Namun ketika proses validasi, pejabat Dispenda setempat meminta transaksi tersebut dengan harga sebesa Rp. 200.000.000,- dengan alasan pasaran harga tanah dan bangunan tersebut setempat saat ini diduga Rp. 250.000.000.  Disinilah mulai permasalahan timbul, adanya protes dari para pihak, baik penjual dan pembeli. Protesnya tidak lepas dari makin besarnya beban yang harus mereka bayar untuk pembayaran  Pajak Bea Perolehan Hak Atas Tanah dan Bangunan (BPHTB), jika seandainya ditetapkan dengan harga Rp. 200.000.000-. Pada hal validasi yang kita ketahui selama ini adalah melihat data pada SPPT PBB baik terhadap subjek orang, objek benda berupa tanah dan bangunan, dan apakah hal itu telah dibayar oleh pemegang hak SPPT PBB nya, dan lain, bukan pada menentukan harga transaksi.
 Protes ini pada akhirnya sampai juga kepada PPAT yang mana PPAT harus segera memberi jawabannya secara aturan yang berlaku. Dispenda setempat tetap kekeh dengan harga yang mereka tetapkan, jika tidak, proses validasi ini tidak akan di setujui dan pada akhirnya menghambat proses balik nama pada proses pendaftaran pada Kantor Pertanahan setempat. Inilah kenyataan yang ada saat ini.

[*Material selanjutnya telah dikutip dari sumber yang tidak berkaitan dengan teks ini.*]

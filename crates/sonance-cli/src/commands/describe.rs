//! `sonance describe`: catalog size and per-feature statistics.

use super::load_catalog;
use crate::error::Result;
use crate::output;
use serde::Serialize;
use sonance::catalog::FeatureStats;
use std::path::Path;

#[derive(Debug, Serialize)]
pub(crate) struct Summary {
    pub(crate) items: usize,
    pub(crate) features: Vec<FeatureStats>,
}

pub(crate) fn run(catalog: &Path, impute: bool, json: bool) -> Result<()> {
    let summary = compute(catalog, impute)?;
    if json {
        return output::json(&summary);
    }

    output::section("Catalog");
    output::kv("Path", catalog.display());
    output::kv("Items", summary.items);

    output::section("Features");
    println!(
        "  {:<14} {:>10} {:>10} {:>10} {:>10}",
        "name", "mean", "std", "min", "max"
    );
    for f in &summary.features {
        println!(
            "  {:<14} {:>10.4} {:>10.4} {:>10.4} {:>10.4}",
            f.name, f.mean, f.std, f.min, f.max
        );
    }
    Ok(())
}

pub(crate) fn compute(catalog: &Path, impute: bool) -> Result<Summary> {
    let catalog = load_catalog(catalog, impute)?;
    Ok(Summary {
        items: catalog.len(),
        features: catalog.describe(),
    })
}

Betapa sulitnya masyarakat jika cara ini tetap berlangsung. Pertanyaanya adalah apakah ini ada landasan hukumnya atau memang hanya sebatas keinginan Pemerintah daerah ingin meningkatkan pendapatan daerah pada sektor pembayaran pajak BPHTB ? Alasan yang diberikan dengan maksud meningkatkan pendapatan asli daerah dari penerimaan BPHTB tidak dapat dibenarkan  tanpa landasan hukum baik berupa UU, Peraturan Pemerintah, Peraturan Daerah dan lainnya. Jika hal ini terjadi dapat dikategorikan kesewenangan pemerintah terhadap rakyat di sektor pajak.

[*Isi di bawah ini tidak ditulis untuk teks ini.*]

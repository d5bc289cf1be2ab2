//! Subcommand implementations.

pub(crate) mod describe;
pub(crate) mod export_scaler;
pub(crate) mod recommend;
pub(crate) mod search;

use crate::error::{CliError, Result};
use sonance::catalog::Catalog;
use sonance::data::{CsvCatalogLoader, LoaderConfig, MissingPolicy};
use std::path::Path;

/// Fails with the matching exit code unless `path` is an existing file.
pub(crate) fn require_file(path: &Path) -> Result<()> {
    if !path.exists() {
        return Err(CliError::FileNotFound(path.to_path_buf()));
    }
    if !path.is_file() {
        return Err(CliError::InvalidArgument(format!(
            "not a file: {}",
            path.display()
        )));
    }
    Ok(())
}

/// Loads the catalog named by `--catalog`, honouring `--impute`.
pub(crate) fn load_catalog(path: &Path, impute: bool) -> Result<Catalog> {
    require_file(path)?;

    let missing = if impute {
        MissingPolicy::ImputeMean
    } else {
        MissingPolicy::Drop
    };
    let loader = CsvCatalogLoader::new(LoaderConfig::default().with_missing(missing));
    let (catalog, report) = loader.load_path(path)?;
    if report.rows_dropped > 0 || report.duplicates_dropped > 0 {
        tracing::warn!(
            dropped = report.rows_dropped,
            duplicates = report.duplicates_dropped,
            "some catalog rows were skipped"
        );
    }
    Ok(catalog)
}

          Pemerintah Daerah punya peran besar untuk meningkatkan sektor pendapatan asli daerah baik yang bersumber dari pajak maupun yang bersumber dari retribusi, dan hal ini sangat dimungkinkan. Walaupun memiliki pengertian yang berbeda, namun pada dasarnya pajak dan retribusi selalu bermuara pada peningkatan pendapatan daerah, baik untuk pembangunan fisik dan sarana maupun untuk pembiayaan bagi daerah, dan apabila terdapat surplus maka dipergunakann untuk membiayai “publik invesment” sehingga tujuan yang utama dari pemungutan pajak adalah sebagai sumber keuangan (budgetair). Oleh karena itu, pajak hanya dapat dipungut oleh pemerintah baik pusat dan daerah. Dan Pemerintah baru dapat memungut pajak kalau sudah ada undang-undang yang mengaturnya.
Bertitik tolak pada definisi pajak menurut pendapat para ahli, memberi kesan bahwa pemerintah memungut pajak semata-mata untuk memperoleh uang atau dana untuk membiayai pengeluaran-pengeluaran pemerintah. Sehingga seakan-akan  pajak hanya mempunyai  fungsi sebagai sumber keuangan negara (budgetair) tetapi pajak mempunyai fungsi yang lebih luas yaitu fungsi mengatur (regulerend) dalam arti bahwa pajak itu dapat digunakan  sebagai alat untuk mengatur atau melaksanakan kebijakan-kebijakan negara.
          Untuk tercapai semua itu daerah harus mengoptimalkan sumber-sumber pendapatan tersebut, dengan cara membuat regulasi (aturan-aturan) hukum yang mengatur, baik dalam bentuk Undang-undang, Peraturan Pemerintah dan lainnya. Aturan-aturan itu sebagai payung yang melandasi pemungutan pajak oleh negara kepada masyarakat. Pemerintah dilarang malakukan pemugutan tanpa ada aturan yang mengaturnya. Jika hal ini terjadi, pemerintah telah melanggar dari prinsip perpajakan itu sendiri.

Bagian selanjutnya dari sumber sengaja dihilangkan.